[Record excerpts — start]

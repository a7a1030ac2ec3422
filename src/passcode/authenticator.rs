use std::path::Path;

use serde::{Deserialize, Serialize};
use sha2::{Digest, Sha256};
use subtle::ConstantTimeEq;
use zeroize::{Zeroize, ZeroizeOnDrop};

use super::PasscodeError;
use super::engine::{PasscodeRuleEngine, ValidationResult};
use crate::codec;
use crate::verify::lockout::{LockoutCounter, LockoutPolicy};

const SALT_LEN: usize = 16;

#[derive(Clone, Serialize, Deserialize, Zeroize, ZeroizeOnDrop)]
struct StoredPasscode {
    salt:   Vec<u8>,
    digest: Vec<u8>,
}

impl StoredPasscode {
    fn derive(salt: Vec<u8>, passcode: &str) -> Self {
        let mut hasher = Sha256::new();
        hasher.update(&salt);
        hasher.update(passcode.as_bytes());
        let digest = hasher.finalize().to_vec();
        Self { salt, digest }
    }

    fn matches(&self, candidate: &str) -> bool {
        let other = Self::derive(self.salt.clone(), candidate);
        bool::from(self.digest.as_slice().ct_eq(other.digest.as_slice()))
    }
}

#[derive(Serialize, Deserialize)]
struct PersistedState {
    passcode: Option<StoredPasscode>,
    lockout:  LockoutCounter,
}

/// Local passcode verifier: creation is gated by the rule engine, checks
/// feed the lockout counter.
pub struct PasscodeAuthenticator {
    engine:  PasscodeRuleEngine,
    lockout: LockoutCounter,
    stored:  Option<StoredPasscode>,
}

impl PasscodeAuthenticator {
    pub fn new(engine: PasscodeRuleEngine, policy: LockoutPolicy) -> Self {
        Self {
            engine,
            lockout: LockoutCounter::new(policy),
            stored: None,
        }
    }

    /// Restore passcode digest and lockout state from `path` if it exists.
    /// The lockout policy passed in replaces the persisted one.
    pub fn load(
        path: &Path,
        engine: PasscodeRuleEngine,
        policy: LockoutPolicy,
    ) -> Result<Self, PasscodeError> {
        let mut auth = Self::new(engine, policy);
        if path.exists() {
            let bytes = std::fs::read(path)?;
            let state: PersistedState = ciborium::from_reader(bytes.as_slice())
                .map_err(|e| PasscodeError::Serialization(e.to_string()))?;
            auth.stored = state.passcode;
            auth.lockout = state.lockout.with_policy(policy);
        }
        Ok(auth)
    }

    pub fn save(&self, path: &Path) -> Result<(), PasscodeError> {
        let state = PersistedState {
            passcode: self.stored.clone(),
            lockout: self.lockout.clone(),
        };
        let mut buf = Vec::new();
        ciborium::into_writer(&state, &mut buf)
            .map_err(|e| PasscodeError::Serialization(e.to_string()))?;
        std::fs::write(path, buf)?;
        Ok(())
    }

    pub fn engine(&self) -> &PasscodeRuleEngine {
        &self.engine
    }

    /// Rule changes apply to the next passcode proposed; the current one
    /// stays valid.
    pub fn engine_mut(&mut self) -> &mut PasscodeRuleEngine {
        &mut self.engine
    }

    pub fn lockout(&self) -> &LockoutCounter {
        &self.lockout
    }

    pub fn has_passcode(&self) -> bool {
        self.stored.is_some()
    }

    fn accept(&mut self, passcode: &str) -> Result<(), PasscodeError> {
        if let ValidationResult::Fail { rule, reason } = self.engine.evaluate(passcode) {
            return Err(PasscodeError::Rejected { rule, reason });
        }
        self.stored = Some(StoredPasscode::derive(codec::random_bytes(SALT_LEN)?, passcode));
        Ok(())
    }

    pub fn create_passcode(&mut self, passcode: &str) -> Result<(), PasscodeError> {
        if self.stored.is_some() {
            return Err(PasscodeError::AlreadySet);
        }
        self.accept(passcode)?;
        tracing::info!("Passcode created");
        Ok(())
    }

    pub fn change_passcode(&mut self, current: &str, new: &str, now: u64) -> Result<(), PasscodeError> {
        self.verify(current, now)?;
        self.accept(new)?;
        tracing::info!("Passcode changed");
        Ok(())
    }

    pub fn delete_passcode(&mut self, current: &str, now: u64) -> Result<(), PasscodeError> {
        self.verify(current, now)?;
        self.stored = None;
        tracing::info!("Passcode deleted");
        Ok(())
    }

    /// Compare `candidate` with the stored passcode, refusing outright while
    /// locked out.
    pub fn verify(&mut self, candidate: &str, now: u64) -> Result<(), PasscodeError> {
        let Some(stored) = &self.stored else {
            return Err(PasscodeError::NotSet);
        };
        let remaining = self.lockout.remaining_secs(now);
        if remaining > 0 {
            return Err(PasscodeError::LockedOut { remaining_secs: remaining });
        }
        let ok = stored.matches(candidate);
        if let Some(secs) = self.lockout.report_attempt(ok, now) {
            return Err(PasscodeError::LockedOut { remaining_secs: secs });
        }
        if !ok {
            return Err(PasscodeError::Mismatch {
                attempts_remaining: self.lockout.attempts_remaining(),
            });
        }
        Ok(())
    }
}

[Record excerpts — finish]

What is required
Precisely reproduce all the entries shown above.

Result of the task
repository a7a1030ac2ec3422
filename src/passcode/authenticator.rs
use std::path::Path;

use serde::{Deserialize, Serialize};
use sha2::{Digest, Sha256};
use subtle::ConstantTimeEq;
use zeroize::{Zeroize, ZeroizeOnDrop};

use super::PasscodeError;
use super::engine::{PasscodeRuleEngine, ValidationResult};
use crate::codec;
use crate::verify::lockout::{LockoutCounter, LockoutPolicy};

const SALT_LEN: usize = 16;

#[derive(Clone, Serialize, Deserialize, Zeroize, ZeroizeOnDrop)]
struct StoredPasscode {
    salt:   Vec<u8>,
    digest: Vec<u8>,
}

impl StoredPasscode {
    fn derive(salt: Vec<u8>, passcode: &str) -> Self {
        let mut hasher = Sha256::new();
        hasher.update(&salt);
        hasher.update(passcode.as_bytes());
        let digest = hasher.finalize().to_vec();
        Self { salt, digest }
    }

    fn matches(&self, candidate: &str) -> bool {
        let other = Self::derive(self.salt.clone(), candidate);
        bool::from(self.digest.as_slice().ct_eq(other.digest.as_slice()))
    }
}

#[derive(Serialize, Deserialize)]
struct PersistedState {
    passcode: Option<StoredPasscode>,
    lockout:  LockoutCounter,
}

/// Local passcode verifier: creation is gated by the rule engine, checks
/// feed the lockout counter.
pub struct PasscodeAuthenticator {
    engine:  PasscodeRuleEngine,
    lockout: LockoutCounter,
    stored:  Option<StoredPasscode>,
}

impl PasscodeAuthenticator {
    pub fn new(engine: PasscodeRuleEngine, policy: LockoutPolicy) -> Self {
        Self {
            engine,
            lockout: LockoutCounter::new(policy),
            stored: None,
        }
    }

    /// Restore passcode digest and lockout state from `path` if it exists.
    /// The lockout policy passed in replaces the persisted one.
    pub fn load(
        path: &Path,
        engine: PasscodeRuleEngine,
        policy: LockoutPolicy,
    ) -> Result<Self, PasscodeError> {
        let mut auth = Self::new(engine, policy);
        if path.exists() {
            let bytes = std::fs::read(path)?;
            let state: PersistedState = ciborium::from_reader(bytes.as_slice())
                .map_err(|e| PasscodeError::Serialization(e.to_string()))?;
            auth.stored = state.passcode;
            auth.lockout = state.lockout.with_policy(policy);
        }
        Ok(auth)
    }

    pub fn save(&self, path: &Path) -> Result<(), PasscodeError> {
        let state = PersistedState {
            passcode: self.stored.clone(),
            lockout: self.lockout.clone(),
        };
        let mut buf = Vec::new();
        ciborium::into_writer(&state, &mut buf)
            .map_err(|e| PasscodeError::Serialization(e.to_string()))?;
        std::fs::write(path, buf)?;
        Ok(())
    }

    pub fn engine(&self) -> &PasscodeRuleEngine {
        &self.engine
    }

    /// Rule changes apply to the next passcode proposed; the current one
    /// stays valid.
    pub fn engine_mut(&mut self) -> &mut PasscodeRuleEngine {
        &mut self.engine
    }

    pub fn lockout(&self) -> &LockoutCounter {
        &self.lockout
    }

    pub fn has_passcode(&self) -> bool {
        self.stored.is_some()
    }

    fn accept(&mut self, passcode: &str) -> Result<(), PasscodeError> {
        if let ValidationResult::Fail { rule, reason } = self.engine.evaluate(passcode) {
            return Err(PasscodeError::Rejected { rule, reason });
        }
        self.stored = Some(StoredPasscode::derive(codec::random_bytes(SALT_LEN)?, passcode));
        Ok(())
    }

    pub fn create_passcode(&mut self, passcode: &str) -> Result<(), PasscodeError> {
        if self.stored.is_some() {
            return Err(PasscodeError::AlreadySet);
        }
        self.accept(passcode)?;
        tracing::info!("Passcode created");
        Ok(())
    }

    pub fn change_passcode(&mut self, current: &str, new: &str, now: u64) -> Result<(), PasscodeError> {
        self.verify(current, now)?;
        self.accept(new)?;
        tracing::info!("Passcode changed");
        Ok(())
    }

    pub fn delete_passcode(&mut self, current: &str, now: u64) -> Result<(), PasscodeError> {
        self.verify(current, now)?;
        self.stored = None;
        tracing::info!("Passcode deleted");
        Ok(())
    }

    /// Compare `candidate` with the stored passcode, refusing outright while
    /// locked out.
    pub fn verify(&mut self, candidate: &str, now: u64) -> Result<(), PasscodeError> {
        let Some(stored) = &self.stored else {
            return Err(PasscodeError::NotSet);
        };
        let remaining = self.lockout.remaining_secs(now);
        if remaining > 0 {
            return Err(PasscodeError::LockedOut { remaining_secs: remaining });
        }
        let ok = stored.matches(candidate);
        if let Some(secs) = self.lockout.report_attempt(ok, now) {
            return Err(PasscodeError::LockedOut { remaining_secs: secs });
        }
        if !ok {
            return Err(PasscodeError::Mismatch {
                attempts_remaining: self.lockout.attempts_remaining(),
            });
        }
        Ok(())
    }
}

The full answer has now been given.